Figure 7.14: Max and min energy gains (concave downward) and maximum, minimum, and estimated energy losses (concave upward) of a lizard on a tree trunk on Chew’s Ridge for selected times and positions on June 21, with times when lizards could be expected to be found at the selected positions. Areas hatched represent times when the estimated energy loss falls between maximum and minimum energy gains. (From Bartlett, P. N. and D. M. Gates. 1967. P. 321.)

Estimated hourly positions on a tree trunk on Chew's Ridge for June 21 where (*Sceloporus occidentalis* could maintain its characteristic body temperature (arrows) and actual observed positions of lizards on June 21, 1964 (crosses). (From Bartlett, P. N. and D. M. Gates. 1967. P.321.)

Figure 7.15: Estimated hourly positions on a tree trunk on Chew’s Ridge for June 21 where (Sceloporus occidentalis could maintain its characteristic body temperature (arrows) and actual observed positions of lizards on June 21, 1964 (crosses). (From Bartlett, P. N. and D. M. Gates. 1967. P.321.)

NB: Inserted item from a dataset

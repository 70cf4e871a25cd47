mod common;
pub use self::common::Query;

mod chart;
pub use self::chart::{ChartQuery, Interval};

Finally, they calculated the energy losses and gains every hour at \(45^{\circ}\) increments around the tree. Using the criterion that the energy losses must fall between the energy gains (Fig. 7.14), they could predict the position of the lizard on the tree trunk as a function of time of day. The predicted and observed positions of the lizards are compared in Fig. 7.15. TrenchR includes a Tb_lizard() function to model the energy balance of a lizard.

This module has attempted to develop the aspects of heat transfer that are important to biology. Emphasis has been placed on the physical processes, radiation, evaporation, conduction and convection, that influence the physiological, behavioral and ecological activities of all organisms. The discussion in conjunction with the modules on the First Law of Thermodynamics presents the basic physical laws that are needed to describe the heat energy balance of ecological systems.